Maerad, having recovered from her injuries and left Mirka, travels to Murask, a Pilani settlement on the nearby Zmarkan Plains. There, she is accepted as guest by her father Dorn's twin sister, Sirkana à Triberi. Maerad stays in Murask for some days, unremarked by most of the people whom she meets, and eventually leaves in the company of one Dharin, a cousin of hers born to Dorn's other sister. Dharin and Maerad ride on a dogsled to the home of the Wise Kindred, an Inuit-like ethnicity of people who live on the volcanic islands north of Zmarkan. These people, in turn, redirect Maerad to the home of the necromancer Inka-Reb, who lives with a pack of wolves.

Inka-Reb receives Maerad and calls her a liar when she claims to need his help to define and find the Treesong. Angered, she demands that he speak with her. He agrees, adding that she may be unaware of having spoken a lie. Inka-Reb then reveals that half of the divided Treesong is actually written on a lyre that Maerad has inherited from her mother, and that if either the Light or the Dark unite the two halves, the world will be ruined. Having told her this, and refusing to say more, he sends her away.

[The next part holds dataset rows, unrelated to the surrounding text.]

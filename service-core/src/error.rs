use axum::{
    Json,
    http::StatusCode,
    response::{IntoResponse, Response},
};
use serde::Serialize;
use thiserror::Error;

#[derive(Debug, Error)]
pub enum AppError {
    #[error("Bad request: {0}")]
    BadRequest(anyhow::Error),

    #[error("Not found: {0}")]
    NotFound(anyhow::Error),

    #[error("Conflict: {0}")]
    Conflict(anyhow::Error),

    #[error("Unprocessable entity: {0}")]
    Unprocessable(anyhow::Error),

    #[error("Internal server error: {0}")]
    InternalError(#[from] anyhow::Error),

    #[error("Service Unavailable")]
    ServiceUnavailable,

    #[error("Database error: {0}")]
    DatabaseError(anyhow::Error),

    #[error("Configuration error: {0}")]
    ConfigError(anyhow::Error),
}

impl From<config::ConfigError> for AppError {
    fn from(err: config::ConfigError) -> Self {
        AppError::ConfigError(anyhow::Error::new(err))
    }
}

impl From<std::io::Error> for AppError {
    fn from(err: std::io::Error) -> Self {
        AppError::InternalError(anyhow::Error::new(err))
    }
}

impl AppError {
    pub fn status(&self) -> StatusCode {
        match self {
            AppError::BadRequest(_) => StatusCode::BAD_REQUEST,
            AppError::NotFound(_) => StatusCode::NOT_FOUND,
            AppError::Conflict(_) => StatusCode::CONFLICT,
            AppError::Unprocessable(_) => StatusCode::UNPROCESSABLE_ENTITY,
            AppError::ServiceUnavailable => StatusCode::SERVICE_UNAVAILABLE,
            AppError::InternalError(_) | AppError::DatabaseError(_) | AppError::ConfigError(_) => {
                StatusCode::INTERNAL_SERVER_ERROR
            }
        }
    }
}

#[derive(Serialize)]
struct ErrorResponse {
    error: String,
    #[serde(skip_serializing_if = "Option::is_none")]
    details: Option<String>,
}

impl IntoResponse for AppError {
    fn into_response(self) -> Response {
        let status = self.status();
        let (error_message, details) = match self {
            AppError::BadRequest(err)
            | AppError::NotFound(err)
            | AppError::Conflict(err)
            | AppError::Unprocessable(err) => (err.to_string(), None),
            AppError::InternalError(err) => {
                tracing::error!(error = ?err, "Unhandled internal error");
                ("Internal server error".to_string(), None)
            }
            AppError::ServiceUnavailable => ("Service unavailable".to_string(), None),
            AppError::DatabaseError(err) => {
                tracing::error!(error = %err, "Database error");
                ("Database error".to_string(), Some(err.to_string()))
            }
            AppError::ConfigError(err) => (
                "Configuration error".to_string(),
                Some(err.to_string()),
            ),
        };

        (
            status,
            Json(ErrorResponse {
                error: error_message,
                details,
            }),
        )
            .into_response()
    }
}

#[cfg(test)]
mod tests {
    use super::*;

    #[test]
    fn client_errors_keep_their_message() {
        let err = AppError::Conflict(anyhow::anyhow!("entry already reversed"));
        assert_eq!(err.status(), StatusCode::CONFLICT);
        assert_eq!(err.into_response().status(), StatusCode::CONFLICT);
    }

    #[test]
    fn storage_failures_are_server_errors() {
        let err = AppError::DatabaseError(anyhow::anyhow!("connection reset"));
        assert_eq!(err.status(), StatusCode::INTERNAL_SERVER_ERROR);
        let err: AppError = std::io::Error::other("bind failed").into();
        assert_eq!(err.status(), StatusCode::INTERNAL_SERVER_ERROR);
    }
}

Maerad and Dharin ride their dogsled toward the south, but are attacked on the way to Murask by the Jussacks, a tribe of Cossack-like hunters sent by the Winterking to seize Maerad. Dharin is killed and Maerad taken prisoner. The Jussacks transport her in their own dogsleds to the northeastern stronghold where Arkan's life and power are situated, where they hand her to Arkan. En route Maerad develops a friendship with Nim, the Jussack warrior deputed to take care of her, and loses three fingers to frostbite, reducing her much-cherished ability to play music.

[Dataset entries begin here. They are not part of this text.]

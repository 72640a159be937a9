//! Read-only integrity checks of the cached balances against the journal.
//!
//! Nothing here writes. Drift is reported, logged and counted; repair happens
//! through correcting journal entries only.

use crate::config::PostingPolicy;
use crate::error::LedgerResult;
use crate::models::{
    AccountType, InconsistencyKind, IntegrityDriftWarning, Severity, ValidationReport,
    ValidationScope,
};
use crate::services::balance::signed_delta;
use crate::services::metrics::{DB_QUERY_DURATION, DRIFT_WARNINGS_TOTAL};
use rust_decimal::Decimal;
use sqlx::postgres::PgPool;
use sqlx::FromRow;
use tracing::{info, instrument, warn};
use uuid::Uuid;

/// Severity of a monetary drift.
pub fn grade(difference: Decimal, policy: &PostingPolicy) -> Severity {
    let magnitude = difference.abs();
    if magnitude > policy.drift_critical_threshold {
        Severity::Critical
    } else if magnitude < policy.drift_low_threshold {
        Severity::Low
    } else {
        Severity::High
    }
}

#[derive(Debug, Clone, FromRow)]
struct AccountCheck {
    account_id: Uuid,
    code: String,
    name: String,
    account_type: String,
    is_header: bool,
    balance: Decimal,
    debit_total: Decimal,
    credit_total: Decimal,
    line_count: i64,
}

#[derive(Debug, Clone, FromRow)]
struct CashBankCheck {
    cash_bank_id: Uuid,
    code: String,
    balance: Decimal,
    account_code: String,
    account_balance: Decimal,
    log_total: Decimal,
}

#[derive(Debug, Clone, FromRow)]
struct JournalCheck {
    journal_id: Uuid,
    entry_number: Option<String>,
    total_debit: Decimal,
    total_credit: Decimal,
    line_debit: Decimal,
    line_credit: Decimal,
}

fn warning(
    kind: InconsistencyKind,
    entity_id: Uuid,
    entity_label: String,
    expected: Decimal,
    actual: Decimal,
    severity: Severity,
    description: String,
) -> IntegrityDriftWarning {
    IntegrityDriftWarning {
        kind,
        entity_id,
        entity_label,
        expected,
        actual,
        difference: actual - expected,
        severity,
        description,
    }
}

fn check_account(row: &AccountCheck, policy: &PostingPolicy) -> Vec<IntegrityDriftWarning> {
    let mut found = Vec::new();
    let label = format!("{} {}", row.code, row.name);

    if row.is_header {
        if row.line_count > 0 {
            found.push(warning(
                InconsistencyKind::HeaderPosting,
                row.account_id,
                label.clone(),
                Decimal::ZERO,
                Decimal::from(row.line_count),
                Severity::High,
                format!("header account {} has {} journal lines", row.code, row.line_count),
            ));
        }
        if !row.balance.is_zero() {
            found.push(warning(
                InconsistencyKind::HeaderBalanceStored,
                row.account_id,
                label,
                Decimal::ZERO,
                row.balance,
                grade(row.balance, policy),
                format!("header account {} stores balance {}", row.code, row.balance),
            ));
        }
        return found;
    }

    let account_type = row
        .account_type
        .parse::<AccountType>()
        .ok()
        .or_else(|| AccountType::from_code(&row.code))
        .unwrap_or(AccountType::Asset);
    let expected = signed_delta(account_type, row.debit_total, row.credit_total);
    let difference = row.balance - expected;
    if difference.abs() > policy.balance_tolerance {
        found.push(warning(
            InconsistencyKind::AccountDrift,
            row.account_id,
            label,
            expected,
            row.balance,
            grade(difference, policy),
            format!(
                "account {} caches {} but its journal lines sum to {}",
                row.code, row.balance, expected
            ),
        ));
    }
    found
}

fn check_cash_bank(row: &CashBankCheck, policy: &PostingPolicy) -> Vec<IntegrityDriftWarning> {
    let mut found = Vec::new();

    let log_difference = row.balance - row.log_total;
    if log_difference.abs() > policy.balance_tolerance {
        let doubled = !row.balance.is_zero() && row.balance == row.log_total * Decimal::TWO;
        let (kind, severity, description) = if doubled {
            (
                InconsistencyKind::DoublePosting,
                Severity::Critical,
                format!(
                    "cash/bank {} balance {} is exactly twice its transaction log",
                    row.code, row.balance
                ),
            )
        } else {
            (
                InconsistencyKind::CashBankTransactionDrift,
                grade(log_difference, policy),
                format!(
                    "cash/bank {} caches {} but its transaction log sums to {}",
                    row.code, row.balance, row.log_total
                ),
            )
        };
        found.push(warning(
            kind,
            row.cash_bank_id,
            row.code.clone(),
            row.log_total,
            row.balance,
            severity,
            description,
        ));
    }

    let account_difference = row.balance - row.account_balance;
    if account_difference.abs() > policy.balance_tolerance {
        found.push(warning(
            InconsistencyKind::CashBankAccountDrift,
            row.cash_bank_id,
            row.code.clone(),
            row.account_balance,
            row.balance,
            grade(account_difference, policy),
            format!(
                "cash/bank {} caches {} but account {} holds {}",
                row.code, row.balance, row.account_code, row.account_balance
            ),
        ));
    }
    found
}

fn check_journal(row: &JournalCheck) -> Vec<IntegrityDriftWarning> {
    let mut found = Vec::new();
    let label = row
        .entry_number
        .clone()
        .unwrap_or_else(|| row.journal_id.to_string());

    if row.line_debit != row.line_credit {
        found.push(warning(
            InconsistencyKind::UnbalancedJournal,
            row.journal_id,
            label.clone(),
            row.line_debit,
            row.line_credit,
            Severity::Critical,
            format!(
                "journal {} lines debit {} but credit {}",
                label, row.line_debit, row.line_credit
            ),
        ));
    }

    if row.total_debit != row.line_debit || row.total_credit != row.line_credit {
        let difference = (row.total_debit - row.line_debit).abs()
            + (row.total_credit - row.line_credit).abs();
        found.push(warning(
            InconsistencyKind::JournalTotalsMismatch,
            row.journal_id,
            label.clone(),
            row.line_debit + row.line_credit,
            row.line_debit + row.line_credit + difference,
            Severity::Critical,
            format!(
                "journal {} header totals {}/{} differ from lines {}/{}",
                label, row.total_debit, row.total_credit, row.line_debit, row.line_credit
            ),
        ));
    }
    found
}

#[derive(Clone)]
pub struct LedgerValidator {
    pool: PgPool,
    policy: PostingPolicy,
}

impl LedgerValidator {
    pub fn new(pool: PgPool, policy: PostingPolicy) -> Self {
        Self { pool, policy }
    }

    #[instrument(skip(self))]
    pub async fn validate(&self, scope: ValidationScope) -> LedgerResult<ValidationReport> {
        let mut report = ValidationReport::new(scope);

        if scope.includes_accounts() {
            let rows = self.account_checks().await?;
            report.total_checks += rows.len();
            for row in &rows {
                report.inconsistencies.extend(check_account(row, &self.policy));
            }
        }

        if scope.includes_cash_banks() {
            let rows = self.cash_bank_checks().await?;
            report.total_checks += rows.len() * 2;
            for row in &rows {
                report.inconsistencies.extend(check_cash_bank(row, &self.policy));
            }
        }

        if scope.includes_journals() {
            let rows = self.journal_checks().await?;
            report.total_checks += rows.len() * 2;
            for row in &rows {
                report.inconsistencies.extend(check_journal(row));
            }
        }

        for item in &report.inconsistencies {
            DRIFT_WARNINGS_TOTAL
                .with_label_values(&[item.kind.as_str(), item.severity.as_str()])
                .inc();
            warn!(
                kind = %item.kind,
                severity = %item.severity,
                entity_id = %item.entity_id,
                entity = %item.entity_label,
                expected = %item.expected,
                actual = %item.actual,
                difference = %item.difference,
                "Integrity drift detected"
            );
        }

        info!(
            scope = ?scope,
            total_checks = report.total_checks,
            inconsistencies = report.inconsistencies.len(),
            "Ledger validation finished"
        );
        Ok(report)
    }

    async fn account_checks(&self) -> LedgerResult<Vec<AccountCheck>> {
        let timer = DB_QUERY_DURATION
            .with_label_values(&["validate_accounts"])
            .start_timer();

        let rows = sqlx::query_as::<_, AccountCheck>(
            r#"
            SELECT a.account_id, a.code, a.name, a.account_type, a.is_header, a.balance,
                   COALESCE(SUM(l.debit_amount) FILTER (WHERE e.status <> 'DRAFT'), 0) AS debit_total,
                   COALESCE(SUM(l.credit_amount) FILTER (WHERE e.status <> 'DRAFT'), 0) AS credit_total,
                   COUNT(l.line_id) FILTER (WHERE e.status <> 'DRAFT') AS line_count
            FROM accounts a
            LEFT JOIN journal_lines l ON l.account_id = a.account_id
            LEFT JOIN journal_entries e ON e.journal_id = l.journal_id
            GROUP BY a.account_id, a.code, a.name, a.account_type, a.is_header, a.balance
            ORDER BY a.code
            "#,
        )
        .fetch_all(&self.pool)
        .await?;

        timer.observe_duration();
        Ok(rows)
    }

    async fn cash_bank_checks(&self) -> LedgerResult<Vec<CashBankCheck>> {
        let timer = DB_QUERY_DURATION
            .with_label_values(&["validate_cash_banks"])
            .start_timer();

        let rows = sqlx::query_as::<_, CashBankCheck>(
            r#"
            SELECT cb.cash_bank_id, cb.code, cb.balance,
                   a.code AS account_code, a.balance AS account_balance,
                   COALESCE((
                       SELECT SUM(t.amount) FROM cash_bank_transactions t
                       WHERE t.cash_bank_id = cb.cash_bank_id
                   ), 0) AS log_total
            FROM cash_banks cb
            JOIN accounts a ON a.account_id = cb.account_id
            ORDER BY cb.code
            "#,
        )
        .fetch_all(&self.pool)
        .await?;

        timer.observe_duration();
        Ok(rows)
    }

    async fn journal_checks(&self) -> LedgerResult<Vec<JournalCheck>> {
        let timer = DB_QUERY_DURATION
            .with_label_values(&["validate_journals"])
            .start_timer();

        let rows = sqlx::query_as::<_, JournalCheck>(
            r#"
            SELECT e.journal_id, e.entry_number, e.total_debit, e.total_credit,
                   COALESCE(SUM(l.debit_amount), 0) AS line_debit,
                   COALESCE(SUM(l.credit_amount), 0) AS line_credit
            FROM journal_entries e
            LEFT JOIN journal_lines l ON l.journal_id = e.journal_id
            WHERE e.status <> 'DRAFT'
            GROUP BY e.journal_id, e.entry_number, e.total_debit, e.total_credit
            ORDER BY e.entry_number
            "#,
        )
        .fetch_all(&self.pool)
        .await?;

        timer.observe_duration();
        Ok(rows)
    }
}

In Arkan's fortress, Maerad is given a life of illusory luxury, her corporeal needs attended by a servant woman named Gima, who views Arkan as her beloved master. Arkan and Maerad gradually develop a Beauty and the Beast-like relationship, wherein she feels sexually drawn to him and he to her. During her captivity, Arkan reads the writing on Maerad's lyre, revealing that the symbols are an ogham-analogous script containing the power of the Speech. He additionally reveals that they were created by the Bard Nelsor, who attempted to capture the Song's power without realizing the disasters this could cause. Nelsor is later suggested to have been Arkan's homosexual partner.

Maerad is contacted during her captivity by Ardina, who has changed herself into a wolf and does not initially reveal her own identity. She gives Maerad a saying: "Triple-tongued is triple-named". This implies that in addition to the girl's human name, Maerad, and her Bardic name Elednor, she has another, Elidhu name, which Arkan does not know and therefore cannot use to control her as he uses the others. Ultimately, Maerad walks out of Arkan's stronghold and joins Ardina, who guides her to assume wolf's form. As wolves, the two escape, pursued by Arkan's stormdogs.

Ardina delivers Maerad to the wolf pack who serve Inka-Reb and leaves her with them. Subsequently, the wolf pack take Maerad to Annar, where she travels, still a wolf herself, to her birthplace of Pellinor. There, she encounters Cadvan, who has survived the battle in the mountains and come to Pellinor at Ardina's advice. She resumes her human form, hears Cadvan's account of his own travels through Zmarkan (which he had pursued shortly in her wake), and reveals her own story to him. Cadvan speculates regarding the meaning of what she has learned, suspecting that her destiny involves undoing Nelsor's captivity of the Speech, which neither Light nor Dark should have achieved. The two of them plan to seek out Maerad's brother Hem, who is significant to her destiny.